Related practice questions

Related PMLE practice-question pages

Use these pages to review the topic behind this question. This is how one missed question becomes focused revision.

Practice this exam

Start a free PMLE practice session

Short sessions build daily habit. Longer sessions build exam-day stamina. Try a timed session to simulate real conditions.

FAQ

Questions learners often ask

What does this PMLE question test?

Collaborating within and across teams to manage data and models — This question tests Collaborating within and across teams to manage data and models — Read the scenario before looking for a memorised answer..

What is the correct answer to this question?

The correct answer is: Vertex AI Model Registry with versioning and alias. — Vertex AI Model Registry with versioning and alias (Option E) is the correct feature because it allows teams to manage model lifecycle, track approved versions, and assign aliases (e.g., 'champion' or 'production') to designate which model is approved for deployment. This ensures only vetted models are promoted to production, aligning with governance and compliance requirements.

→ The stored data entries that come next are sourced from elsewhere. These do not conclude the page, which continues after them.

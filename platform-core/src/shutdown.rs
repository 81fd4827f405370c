//! Graceful shutdown signal shared by the HTTP services

/// Wait for shutdown signal (Ctrl+C or SIGTERM).
///
/// Cloud Run sends SIGTERM and allows a grace period before SIGKILL.
pub async fn shutdown_signal() {
    let ctrl_c = async {
        tokio::signal::ctrl_c()
            .await
            .expect("failed to install Ctrl+C handler");
    };

    #[cfg(unix)]
    let terminate = async {
        tokio::signal::unix::signal(tokio::signal::unix::SignalKind::terminate())
            .expect("failed to install SIGTERM handler")
            .recv()
            .await;
    };

    #[cfg(not(unix))]
    let terminate = std::future::pending::<()>();

    tokio::select! {
        _ = ctrl_c => {
            tracing::info!("Received Ctrl+C, starting shutdown");
        }
        _ = terminate => {
            tracing::info!("Received SIGTERM, starting shutdown");
        }
    }
}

What should I do if I get this PMLE question wrong?

Identify which exam domain this question belongs to, review the core concept, then practise similar questions from the same domain.

What is the key concept behind this question?

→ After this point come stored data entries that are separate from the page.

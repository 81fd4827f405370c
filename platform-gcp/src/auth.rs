//! OAuth access tokens for Google API calls
//!
//! On Cloud Run and Cloud Functions the metadata server hands out tokens
//! for the attached service account. For local development a token can be
//! supplied directly (e.g. `GCP_ACCESS_TOKEN=$(gcloud auth print-access-token)`).

use std::sync::Arc;
use std::time::{Duration, Instant};

use async_trait::async_trait;
use platform_core::{env_var, EnvSource};
use serde::Deserialize;
use tokio::sync::Mutex;

use crate::error::{check_status, GcpError};

const SERVICE: &str = "metadata";
const DEFAULT_METADATA_HOST: &str = "metadata.google.internal";
const TOKEN_PATH: &str = "/computeMetadata/v1/instance/service-accounts/default/token";

/// Tokens are refreshed this long before they actually expire
const EXPIRY_MARGIN: Duration = Duration::from_secs(60);

/// Supplies bearer tokens for Google API requests
#[async_trait]
pub trait TokenSource: Send + Sync {
    async fn access_token(&self) -> Result<String, GcpError>;
}

/// A fixed token, for local development and tests
#[derive(Clone)]
pub struct StaticToken(String);

impl StaticToken {
    pub fn new(token: impl Into<String>) -> Self {
        Self(token.into())
    }
}

impl std::fmt::Debug for StaticToken {
    fn fmt(&self, f: &mut std::fmt::Formatter<'_>) -> std::fmt::Result {
        f.write_str("StaticToken(<redacted>)")
    }
}

#[async_trait]
impl TokenSource for StaticToken {
    async fn access_token(&self) -> Result<String, GcpError> {
        Ok(self.0.clone())
    }
}

#[derive(Deserialize)]
struct TokenResponse {
    access_token: String,
    expires_in: u64,
}

struct CachedToken {
    token: String,
    refresh_at: Instant,
}

/// Token source backed by the instance metadata server, with caching
pub struct MetadataServerToken {
    client: reqwest::Client,
    base_url: String,
    cache: Mutex<Option<CachedToken>>,
}

impl MetadataServerToken {
    pub fn new() -> Self {
        Self::with_base_url(format!("http://{}", DEFAULT_METADATA_HOST))
    }

    pub fn with_base_url(base_url: impl Into<String>) -> Self {
        Self {
            client: crate::http_client(),
            base_url: base_url.into(),
            cache: Mutex::new(None),
        }
    }

    async fn fetch(&self) -> Result<TokenResponse, GcpError> {
        let response = self
            .client
            .get(format!("{}{}", self.base_url, TOKEN_PATH))
            .header("Metadata-Flavor", "Google")
            .send()
            .await
            .map_err(GcpError::transport(SERVICE))?;

        check_status(SERVICE, response)
            .await?
            .json()
            .await
            .map_err(|e| GcpError::invalid(SERVICE, e.to_string()))
    }
}

impl Default for MetadataServerToken {
    fn default() -> Self {
        Self::new()
    }
}

#[async_trait]
impl TokenSource for MetadataServerToken {
    async fn access_token(&self) -> Result<String, GcpError> {
        let mut cache = self.cache.lock().await;
        if let Some(cached) = cache.as_ref() {
            if Instant::now() < cached.refresh_at {
                return Ok(cached.token.clone());
            }
        }

        let fresh = self.fetch().await?;
        let lifetime = Duration::from_secs(fresh.expires_in).saturating_sub(EXPIRY_MARGIN);
        tracing::debug!(expires_in = fresh.expires_in, "Fetched access token from metadata server");

        *cache = Some(CachedToken {
            token: fresh.access_token.clone(),
            refresh_at: Instant::now() + lifetime,
        });
        Ok(fresh.access_token)
    }
}

/// Pick a token source from the environment.
///
/// `GCP_ACCESS_TOKEN` wins; otherwise the metadata server, honouring
/// `GCE_METADATA_HOST` the way Google's own client libraries do.
pub fn token_source_from_env(source: &impl EnvSource) -> Arc<dyn TokenSource> {
    if let Some(token) = env_var(source, "GCP_ACCESS_TOKEN") {
        return Arc::new(StaticToken::new(token));
    }

    match env_var(source, "GCE_METADATA_HOST") {
        Some(host) => Arc::new(MetadataServerToken::with_base_url(format!("http://{}", host))),
        None => Arc::new(MetadataServerToken::new()),
    }
}

#[cfg(test)]
mod tests {
    use super::*;
    use crate::test_support::spawn;
    use axum::{http::HeaderMap, routing::get, Json, Router};
    use serde_json::{json, Value};
    use std::sync::atomic::{AtomicUsize, Ordering};

    #[tokio::test]
    async fn metadata_token_is_cached() {
        let hits = Arc::new(AtomicUsize::new(0));
        let counter = hits.clone();
        let router = Router::new().route(
            TOKEN_PATH,
            get(move |headers: HeaderMap| {
                let counter = counter.clone();
                async move {
                    assert_eq!(headers["metadata-flavor"], "Google");
                    counter.fetch_add(1, Ordering::SeqCst);
                    Json(json!({"access_token": "ya29.token", "expires_in": 3599, "token_type": "Bearer"}))
                }
            }),
        );
        let base = spawn(router).await;
        let source = MetadataServerToken::with_base_url(base);

        assert_eq!(source.access_token().await.unwrap(), "ya29.token");
        assert_eq!(source.access_token().await.unwrap(), "ya29.token");
        assert_eq!(hits.load(Ordering::SeqCst), 1);
    }

    #[tokio::test]
    async fn metadata_errors_surface_status() {
        let router = Router::new().route(
            TOKEN_PATH,
            get(|| async { (axum::http::StatusCode::NOT_FOUND, Json(Value::Null)) }),
        );
        let base = spawn(router).await;

        let err = MetadataServerToken::with_base_url(base)
            .access_token()
            .await
            .unwrap_err();
        assert_eq!(err.status(), Some(404));
    }

    #[tokio::test]
    async fn env_token_takes_priority() {
        let env: std::collections::HashMap<&str, &str> =
            [("GCP_ACCESS_TOKEN", "local-token")].into_iter().collect();
        let source = token_source_from_env(&env);
        assert_eq!(source.access_token().await.unwrap(), "local-token");
    }
}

Read the scenario before looking for a memorised answer.

About these practice questions

Courseiva creates original exam-style practice questions with explanations and wrong-answer analysis. It does not publish real exam questions, exam dumps, or protected exam content. Learn why practice questions differ from exam dumps →

How Courseiva writes practice questions · Editorial policy

Keep practising

More PMLE practice questions

Last reviewed: Jun 30, 2026

Question Discussion

Share a tip, memory trick, or ask about the reasoning behind this question. Do not post real exam questions, leaked content, braindumps, or copyrighted exam material. Comments are moderated and may be removed without notice.

Loading comments…

Sign in to join the discussion.

This PMLE practice question is part of Courseiva's free Google Cloud certification practice question bank. Courseiva provides original exam-style practice questions with explanations, topic-based practice, mock exams, readiness tracking, and study analytics to help learners prepare for the PMLE exam.